Fait à Paris le 03 août 2023 à
LE GREFFIER, LE PRÉSIDENT,
REÇU NOTIFICATION DE L'ORDONNANCE ET DE L'EXERCICE DES VOIES DE RECOURS :
Pour information :
L'ordonnance n'est pas susceptible d'opposition.
Le pourvoi en cassation est ouvert à l'étranger, à l'autorité administrative qui a prononcé le maintien en zone d'attente ou la rétention et au ministère public.

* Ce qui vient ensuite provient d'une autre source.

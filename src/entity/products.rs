use sea_orm::entity::prelude::*;

#[derive(Clone, Debug, PartialEq, DeriveEntityModel)]
#[sea_orm(table_name = "products")]
pub struct Model {
    #[sea_orm(primary_key)]
    pub id: Uuid,
    pub category_id: Uuid,
    pub name: String,
    pub slug: String,
    pub description: String,
    pub price: i64,
    pub stock: i32,
    pub is_active: bool,
    pub featured: bool,
    pub created_by: Option<Uuid>,
    pub created_at: DateTimeWithTimeZone,
    pub updated_at: DateTimeWithTimeZone,
}

#[derive(Copy, Clone, Debug, EnumIter, DeriveRelation)]
pub enum Relation {
    #[sea_orm(
        belongs_to = "super::categories::Entity",
        from = "Column::CategoryId",
        to = "super::categories::Column::Id"
    )]
    Categories,
    #[sea_orm(has_many = "super::cart_items::Entity")]
    CartItems,
    #[sea_orm(has_many = "super::order_items::Entity")]
    OrderItems,
}

impl Related<super::categories::Entity> for Entity {
    fn to() -> RelationDef {
        Relation::Categories.def()
    }
}

impl Related<super::cart_items::Entity> for Entity {
    fn to() -> RelationDef {
        Relation::CartItems.def()
    }
}

impl Related<super::order_items::Entity> for Entity {
    fn to() -> RelationDef {
        Relation::OrderItems.def()
    }
}

impl ActiveModelBehavior for ActiveModel {}
use chrono::{DateTime, Utc};
use serde::{Deserialize, Serialize};
use utoipa::ToSchema;
use uuid::Uuid;

use crate::models::Product;

#[derive(Debug, Deserialize, ToSchema)]
pub struct AddItemRequest {
    pub product_id: Uuid,
    pub quantity: i32,
}

#[derive(Debug, Deserialize, ToSchema)]
pub struct UpdateItemRequest {
    pub quantity: i32,
}

#[derive(Debug, Serialize, ToSchema)]
pub struct CartItemDto {
    pub id: Uuid,
    pub product: Product,
    pub quantity: i32,
    /// price × quantity, computed, never stored.
    pub subtotal: i64,
}

#[derive(Debug, Serialize, ToSchema)]
pub struct CartDto {
    pub id: Uuid,
    pub created_at: DateTime<Utc>,
    pub items: Vec<CartItemDto>,
    pub total_items: i64,
    pub total_amount: i64,
}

Le délai de pourvoi en cassation est de deux mois à compter de la notification.
Le pourvoi est formé par déclaration écrite remise au secrétariat greffe de la Cour de cassation par l'avocat au Conseil d'Etat et à la Cour de cassation constitué par le demandeur.
Notification effectuée aux parties par LRAR ou télécopie et/ou courriel.